Les citoyens d’aujourd’hui disposent de moyens techniques pour s’informer et se mobiliser au quotidien. Via les réseaux sociaux, il est possible de rassembler dans la rue des centaines de milliers de personnes en quelques heures à peine. C’est là un moyen de pression très fort des habitants sur les élus locaux et plus largement sur les gouvernements nationaux. Il faut comprendre que le rapport entre administrés et gouvernements change sous l’effet de ces technologies, et que la gouvernance et la manière de faire de la politique changent aussi. Il y a clairement une évolution par rapport à la démocratie représentative traditionnelle. Donner du sens à la ville, à l’heure de la transition énergétique, des énergies décentralisées, de nouvelles mobilités, du développement de circuits courts, est avant tout un fait social. Sans cette mise en cohérence – qui est une vraie priorité aujourd’hui – la gouvernance locale va irrémédiablement se couper de l’adhésion citoyenne indispensable pour opérer un changement de fond car le cœur de la valeur est dans les usages, dans la création de valeur sociale ; il n’est pas dans la technologie elle-même. Un autre élément essentiel est la capacité à faire évoluer nos modèles de gouvernance. Sortir de la verticalisation monofonctionnelle technique pour penser les évolutions urbaines de manière intégrée et globale. Laisser de la place à l’initiative citoyenne tout en gardant à l’esprit que le Maire est là pour donner une vision, encadrer le développement et favoriser l’expression de la vie dans la ville dans ses multiples formes pour façonner cette approche de ville ouverte, participative, vivante et créative.

Information, formation, éducation : un triptyque essentiel

Enseigner à vivre et vivre en enseignant sont deux axes forts dans la création des nouvelles urbanités nécessaires pour changer de paradigme concernant notre sécurité urbaine. La complexité nous apprend d’abord la modestie face à des enjeux qui nous dépassent, chacun dans notre domaine, pour ensuite aborder les sujets en transversalité, en altérité et ainsi rompre avec la verticalité, l’égo ou la satisfaction des intérêts particuliers.
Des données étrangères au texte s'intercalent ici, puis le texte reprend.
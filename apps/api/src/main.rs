use std::net::SocketAddr;
use std::sync::Arc;

use anyhow::Context;
use dotenv::dotenv;
use tokio::net::TcpListener;
use tower_http::cors::{CorsLayer, Any};
use tower_http::trace::{self, TraceLayer};
use tracing::{Level, info};
use tracing_subscriber::{layer::SubscriberExt, util::SubscriberInitExt};

mod router;

use shared_config::AppConfig;

#[tokio::main]
async fn main() -> anyhow::Result<()> {
    // Loading Env Vars
    dotenv().ok();

    tracing_subscriber::registry()
        .with(tracing_subscriber::EnvFilter::new(
            std::env::var("RUST_LOG").unwrap_or_else(|_| "info,tower_http=debug".into()),
        ))
        .with(tracing_subscriber::fmt::layer())
        .init();

    info!("Starting clinic booking gateway");

    let config = AppConfig::from_env();
    let port = config.gateway_port;
    info!("Forwarding to clinic API at {}", config.clinic_api_url);

    let cors = CorsLayer::new()
        .allow_origin(Any)
        .allow_methods(Any)
        .allow_headers(Any);

    let state = Arc::new(config);

    let app = router::create_router(state)
        .layer(
            TraceLayer::new_for_http()
                .make_span_with(trace::DefaultMakeSpan::new()
                    .level(Level::INFO))
                .on_response(trace::DefaultOnResponse::new()
                    .level(Level::INFO)),
        )
        .layer(cors);

    let addr = SocketAddr::from(([0, 0, 0, 0], port));
    info!("Listening on {}", addr);

    let listener = TcpListener::bind(addr)
        .await
        .with_context(|| format!("failed to bind {}", addr))?;
    axum::serve(listener, app)
        .await
        .context("gateway server error")?;

    Ok(())
}
use chrono::NaiveDate;
use serde::{Deserialize, Serialize};

/// Patient record as listed by the backend's user directory.
#[derive(Debug, Clone, PartialEq, Serialize, Deserialize)]
pub struct Patient {
    pub id: i64,
    pub email: String,
    pub first_name: String,
    pub last_name: String,
    #[serde(default)]
    pub contact_no: Option<String>,
    #[serde(default)]
    pub date_of_birth: Option<NaiveDate>,
    #[serde(default)]
    pub gender: Option<String>,
    #[serde(default = "default_active")]
    pub is_active: bool,
}

fn default_active() -> bool {
    true
}

impl Patient {
    pub fn full_name(&self) -> String {
        format!("{} {}", self.first_name, self.last_name)
    }

    /// Short label staff pick from when booking on a patient's behalf, e.g. `Jane Doe - P007`.
    pub fn display_label(&self) -> String {
        format!("{} - P{:03}", self.full_name(), self.id)
    }
}

#[cfg(test)]
mod tests {
    use super::*;
    use serde_json::json;

    #[test]
    fn optional_fields_default_when_absent() {
        let patient: Patient = serde_json::from_value(json!({
            "id": 7,
            "email": "jane@clinic.test",
            "first_name": "Jane",
            "last_name": "Doe"
        }))
        .unwrap();

        assert!(patient.is_active);
        assert_eq!(patient.date_of_birth, None);
        assert_eq!(patient.display_label(), "Jane Doe - P007");
    }

    #[test]
    fn date_of_birth_parses_from_iso_date() {
        let patient: Patient = serde_json::from_value(json!({
            "id": 1200,
            "email": "sam@clinic.test",
            "first_name": "Sam",
            "last_name": "Lee",
            "date_of_birth": "1990-04-12",
            "is_active": false
        }))
        .unwrap();

        assert_eq!(patient.date_of_birth, NaiveDate::from_ymd_opt(1990, 4, 12));
        assert!(!patient.is_active);
        assert_eq!(patient.display_label(), "Sam Lee - P1200");
    }
}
Il faut en quelque sorte, une grande capacité de « don de soi » pour aller dans le sens d’une formation, d’une éducation qui touche chacun de nous le plutôt possible favorisant une culture urbaine autour du « bien commun ». Enseigner, transmettre, prendre conscience de l’anthropocène est tout simplement un acte indispensable et salutaire pour comprendre que la survie de l’humanité est en jeu. La pensée complexe pour les gouvernances étatiques, c’est aussi respecter, écouter, dialoguer avec tous ceux qui agissent, dans les métropoles, les villes, les territoires et tous les citoyens qui sont engagés pour changer de paradigme. C’est une autre lecture de la nouvelle écologie de l’urbanité, qui doit nous inciter à penser que la métamorphose vers le bien commun, est l’enjeu de la prochaine décennie.

Implication globale

Nous devons identifier les nouveaux besoins de la société dans la construction de la ville de demain, du mieux vivre ensemble, de l’intelligence sociale et urbaine, de l’innovation technologique également à la lumière d’un brassage international de haut niveau et multisectoriel d’expertises, idées, opinions et expériences multiples.

Une dynamique qui devrait enrichir les travaux réalisés dans les filières de sécurité. Ce brassage est indispensable pour gagner le pari de l’intelligence urbaine socialement inclusive ; car il est de notre devoir collectif d’agir pour transformer le citadin lui-même afin que chacun s’implique dans la vie de la ville.

La Ville est alors un laboratoire d’idées et d’expériences, à ciel ouvert, exceptionnel. Un nouveau monde urbain émerge à la croisée de besoins sociétaux, de l’urbanisme, de l’intelligence ambiante et plus largement toute la connaissance transdisciplinaire qui contribue à forger les nouveaux paradigmes.